The full set of records below is to be reproduced without a single alteration.

· · ·

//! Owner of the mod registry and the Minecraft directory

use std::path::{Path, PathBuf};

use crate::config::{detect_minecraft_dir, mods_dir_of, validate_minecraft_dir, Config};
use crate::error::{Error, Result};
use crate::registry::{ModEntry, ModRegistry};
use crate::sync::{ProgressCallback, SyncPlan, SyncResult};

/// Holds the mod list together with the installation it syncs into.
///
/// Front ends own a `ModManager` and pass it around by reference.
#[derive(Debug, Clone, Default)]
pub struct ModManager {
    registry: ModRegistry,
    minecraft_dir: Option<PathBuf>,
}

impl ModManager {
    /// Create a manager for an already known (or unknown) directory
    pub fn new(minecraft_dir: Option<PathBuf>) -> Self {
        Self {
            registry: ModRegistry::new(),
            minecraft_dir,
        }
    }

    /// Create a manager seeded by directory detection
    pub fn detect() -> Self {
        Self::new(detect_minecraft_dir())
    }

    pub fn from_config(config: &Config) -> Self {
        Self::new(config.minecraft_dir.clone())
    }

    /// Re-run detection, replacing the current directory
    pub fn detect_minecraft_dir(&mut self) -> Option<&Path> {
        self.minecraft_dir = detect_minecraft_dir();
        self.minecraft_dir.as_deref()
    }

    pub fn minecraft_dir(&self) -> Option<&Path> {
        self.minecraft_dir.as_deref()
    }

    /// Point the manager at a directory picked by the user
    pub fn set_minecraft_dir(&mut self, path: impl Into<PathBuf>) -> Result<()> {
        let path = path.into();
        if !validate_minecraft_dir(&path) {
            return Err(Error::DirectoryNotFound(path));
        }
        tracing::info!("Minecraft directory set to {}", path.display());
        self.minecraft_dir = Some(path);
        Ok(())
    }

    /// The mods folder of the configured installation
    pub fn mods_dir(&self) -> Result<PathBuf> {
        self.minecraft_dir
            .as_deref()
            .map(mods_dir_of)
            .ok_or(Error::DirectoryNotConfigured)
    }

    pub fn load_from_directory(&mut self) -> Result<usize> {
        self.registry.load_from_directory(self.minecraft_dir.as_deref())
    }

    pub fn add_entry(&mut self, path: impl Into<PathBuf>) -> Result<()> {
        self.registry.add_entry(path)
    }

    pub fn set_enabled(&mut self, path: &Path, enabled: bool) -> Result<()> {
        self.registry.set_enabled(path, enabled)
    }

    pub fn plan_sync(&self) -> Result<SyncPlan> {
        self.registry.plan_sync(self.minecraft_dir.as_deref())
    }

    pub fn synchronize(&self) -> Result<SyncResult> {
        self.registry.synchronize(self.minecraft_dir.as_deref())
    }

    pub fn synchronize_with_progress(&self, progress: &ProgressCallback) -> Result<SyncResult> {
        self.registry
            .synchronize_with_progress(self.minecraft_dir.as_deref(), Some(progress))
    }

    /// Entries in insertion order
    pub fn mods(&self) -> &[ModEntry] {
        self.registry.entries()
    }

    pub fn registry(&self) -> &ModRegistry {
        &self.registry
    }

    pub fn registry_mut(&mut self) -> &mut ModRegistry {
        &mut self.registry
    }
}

· · ·

▶ [Reply to the exercise]:
//! Owner of the mod registry and the Minecraft directory

use std::path::{Path, PathBuf};

use crate::config::{detect_minecraft_dir, mods_dir_of, validate_minecraft_dir, Config};
use crate::error::{Error, Result};
use crate::registry::{ModEntry, ModRegistry};
use crate::sync::{ProgressCallback, SyncPlan, SyncResult};

/// Holds the mod list together with the installation it syncs into.
///
/// Front ends own a `ModManager` and pass it around by reference.
#[derive(Debug, Clone, Default)]
pub struct ModManager {
    registry: ModRegistry,
    minecraft_dir: Option<PathBuf>,
}

impl ModManager {
    /// Create a manager for an already known (or unknown) directory
    pub fn new(minecraft_dir: Option<PathBuf>) -> Self {
        Self {
            registry: ModRegistry::new(),
            minecraft_dir,
        }
    }

    /// Create a manager seeded by directory detection
    pub fn detect() -> Self {
        Self::new(detect_minecraft_dir())
    }

    pub fn from_config(config: &Config) -> Self {
        Self::new(config.minecraft_dir.clone())
    }

    /// Re-run detection, replacing the current directory
    pub fn detect_minecraft_dir(&mut self) -> Option<&Path> {
        self.minecraft_dir = detect_minecraft_dir();
        self.minecraft_dir.as_deref()
    }

    pub fn minecraft_dir(&self) -> Option<&Path> {
        self.minecraft_dir.as_deref()
    }

    /// Point the manager at a directory picked by the user
    pub fn set_minecraft_dir(&mut self, path: impl Into<PathBuf>) -> Result<()> {
        let path = path.into();
        if !validate_minecraft_dir(&path) {
            return Err(Error::DirectoryNotFound(path));
        }
        tracing::info!("Minecraft directory set to {}", path.display());
        self.minecraft_dir = Some(path);
        Ok(())
    }

    /// The mods folder of the configured installation
    pub fn mods_dir(&self) -> Result<PathBuf> {
        self.minecraft_dir
            .as_deref()
            .map(mods_dir_of)
            .ok_or(Error::DirectoryNotConfigured)
    }

    pub fn load_from_directory(&mut self) -> Result<usize> {
        self.registry.load_from_directory(self.minecraft_dir.as_deref())
    }

    pub fn add_entry(&mut self, path: impl Into<PathBuf>) -> Result<()> {
        self.registry.add_entry(path)
    }

    pub fn set_enabled(&mut self, path: &Path, enabled: bool) -> Result<()> {
        self.registry.set_enabled(path, enabled)
    }

    pub fn plan_sync(&self) -> Result<SyncPlan> {
        self.registry.plan_sync(self.minecraft_dir.as_deref())
    }

    pub fn synchronize(&self) -> Result<SyncResult> {
        self.registry.synchronize(self.minecraft_dir.as_deref())
    }

    pub fn synchronize_with_progress(&self, progress: &ProgressCallback) -> Result<SyncResult> {
        self.registry
            .synchronize_with_progress(self.minecraft_dir.as_deref(), Some(progress))
    }

    /// Entries in insertion order
    pub fn mods(&self) -> &[ModEntry] {
        self.registry.entries()
    }

    pub fn registry(&self) -> &ModRegistry {
        &self.registry
    }

    pub fn registry_mut(&mut self) -> &mut ModRegistry {
        &mut self.registry
    }
}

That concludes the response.